◆ Task to carry out ◆
Take from the material every line that contains the word "struct".

◆ Record excerpts ◆

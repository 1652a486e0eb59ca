//! High-level retrieval interface
//!
//! Combines the embedder and the index registry: chunks go in through
//! [`Retriever::index`], questions come back out of [`Retriever::retrieve`]
//! as ranked passages.
//!
//! # Usage
//!
//! ```ignore
//! use docqa_lib::retrieve::Retriever;
//!
//! let retriever = Retriever::new(embedder, registry);
//! retriever.index(&id, &chunks).await?;
//! let context = retriever.retrieve(&id, "What is the warranty period?", 3).await?;
//! ```

use std::sync::Arc;

use serde::Serialize;

use crate::chunk::Chunk;
use crate::embed::SharedEmbedder;
use crate::store::{IndexId, IndexRegistry, SearchResult, VectorIndex};
use crate::{Error, Result};

/// Passages ranked by decreasing similarity to a question.
#[derive(Debug, Clone, Default, PartialEq, Serialize)]
pub struct RetrievedContext {
    passages: Vec<SearchResult>,
}

impl RetrievedContext {
    pub fn new(passages: Vec<SearchResult>) -> Self {
        Self { passages }
    }

    /// Passage texts in rank order.
    pub fn texts(&self) -> Vec<&str> {
        self.passages.iter().map(|p| p.text.as_str()).collect()
    }

    pub fn passages(&self) -> &[SearchResult] {
        &self.passages
    }

    pub fn into_passages(self) -> Vec<SearchResult> {
        self.passages
    }

    pub fn len(&self) -> usize {
        self.passages.len()
    }

    pub fn is_empty(&self) -> bool {
        self.passages.is_empty()
    }
}

impl FromIterator<String> for RetrievedContext {
    fn from_iter<I: IntoIterator<Item = String>>(iter: I) -> Self {
        Self::new(
            iter.into_iter()
                .enumerate()
                .map(|(id, text)| SearchResult {
                    id,
                    text,
                    score: 0.0,
                })
                .collect(),
        )
    }
}

/// Embeds questions and searches the named index.
#[derive(Clone)]
pub struct Retriever {
    embedder: SharedEmbedder,
    indexes: Arc<IndexRegistry>,
}

impl Retriever {
    #[must_use]
    pub fn new(embedder: SharedEmbedder, indexes: Arc<IndexRegistry>) -> Self {
        Self { embedder, indexes }
    }

    /// Embed every chunk and replace the index `id` with the result.
    pub async fn index(&self, id: &IndexId, chunks: &[Chunk]) -> Result<Arc<VectorIndex>> {
        let texts: Vec<String> = chunks.iter().map(|c| c.text.clone()).collect();
        let embeddings = self.embedder.embed_batch(texts.clone()).await?;

        let entries = texts.into_iter().zip(embeddings).collect();
        self.indexes
            .build(id, self.embedder.model_name(), entries)
            .await
    }

    /// The `k` passages of index `id` most similar to `question`.
    ///
    /// Fails with [`Error::IndexNotFound`] when nothing was built for `id` and
    /// with [`Error::IndexCorrupt`] when it was built by a different embedder.
    pub async fn retrieve(
        &self,
        id: &IndexId,
        question: &str,
        k: usize,
    ) -> Result<RetrievedContext> {
        let index = self.indexes.get(id).await?;
        if index.dimension() != self.embedder.dimension()
            || index.model() != self.embedder.model_name()
        {
            return Err(Error::corrupt(
                self.indexes.path_for(id),
                format!(
                    "built with {} ({} dimensions) but the embedder is {} ({} dimensions)",
                    index.model(),
                    index.dimension(),
                    self.embedder.model_name(),
                    self.embedder.dimension()
                ),
            ));
        }

        let query = self.embedder.embed_one(question).await?;
        let passages = index.search(&query, k)?;
        tracing::debug!(index = %id, k, found = passages.len(), "retrieved context");

        Ok(RetrievedContext::new(passages))
    }

    #[must_use]
    pub fn embedder(&self) -> &SharedEmbedder {
        &self.embedder
    }

    #[must_use]
    pub fn indexes(&self) -> &Arc<IndexRegistry> {
        &self.indexes
    }
}

#[cfg(test)]
mod tests {
    use super::*;
    use crate::chunk::{ChunkMetadata, Chunker, FixedSizeChunker};
    use crate::embed::HashEmbedder;
    use tempfile::tempdir;

    fn chunk(i: usize, text: &str) -> Chunk {
        Chunk {
            id: i.to_string(),
            text: text.to_string(),
            sequence_index: i,
            metadata: ChunkMetadata::default(),
        }
    }

    fn retriever(root: &std::path::Path, dimension: usize) -> Retriever {
        Retriever::new(
            SharedEmbedder::new(HashEmbedder::new(dimension)),
            Arc::new(IndexRegistry::new(root)),
        )
    }

    #[tokio::test]
    async fn test_sky_is_blue() {
        let dir = tempdir().unwrap();
        let retriever = retriever(dir.path(), 384);
        let id = IndexId::default();

        retriever
            .index(&id, &[chunk(0, "The sky is blue."), chunk(1, "Grass is green.")])
            .await
            .unwrap();

        let context = retriever.retrieve(&id, "What color is the sky?", 1).await.unwrap();
        assert_eq!(context.texts(), vec!["The sky is blue."]);
    }

    #[tokio::test]
    async fn test_retrieve_before_index_is_not_found() {
        let dir = tempdir().unwrap();
        let retriever = retriever(dir.path(), 16);

        let err = retriever
            .retrieve(&IndexId::default(), "anything?", 3)
            .await
            .unwrap_err();
        assert!(matches!(err, Error::IndexNotFound(_)));
    }

    #[tokio::test]
    async fn test_index_empty_chunk_set_fails() {
        let dir = tempdir().unwrap();
        let retriever = retriever(dir.path(), 16);

        let err = retriever.index(&IndexId::default(), &[]).await.unwrap_err();
        assert!(matches!(err, Error::IndexBuild(_)));
    }

    #[tokio::test]
    async fn test_results_bounded_and_ordered() {
        let dir = tempdir().unwrap();
        let retriever = retriever(dir.path(), 128);
        let id = IndexId::default();

        let text = "apples grow on trees. bananas are yellow. cherries are red. \
                    dates are sweet. elderberries make wine.";
        let chunks = FixedSizeChunker::new(24, 4)
            .unwrap()
            .chunk(text, ChunkMetadata::default());
        retriever.index(&id, &chunks).await.unwrap();

        let context = retriever.retrieve(&id, "which fruit is red", 3).await.unwrap();
        assert_eq!(context.len(), 3);
        for pair in context.passages().windows(2) {
            assert!(pair[0].score >= pair[1].score);
        }

        let all = retriever.retrieve(&id, "which fruit is red", 100).await.unwrap();
        assert_eq!(all.len(), chunks.len());
    }

    #[tokio::test]
    async fn test_embedder_dimension_mismatch_is_corrupt() {
        let dir = tempdir().unwrap();
        let id = IndexId::default();
        retriever(dir.path(), 32)
            .index(&id, &[chunk(0, "some text")])
            .await
            .unwrap();

        let err = retriever(dir.path(), 64)
            .retrieve(&id, "text", 1)
            .await
            .unwrap_err();
        assert!(matches!(err, Error::IndexCorrupt { .. }));
    }
}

◆ Answer space ◆
pub struct RetrievedContext {
pub struct Retriever {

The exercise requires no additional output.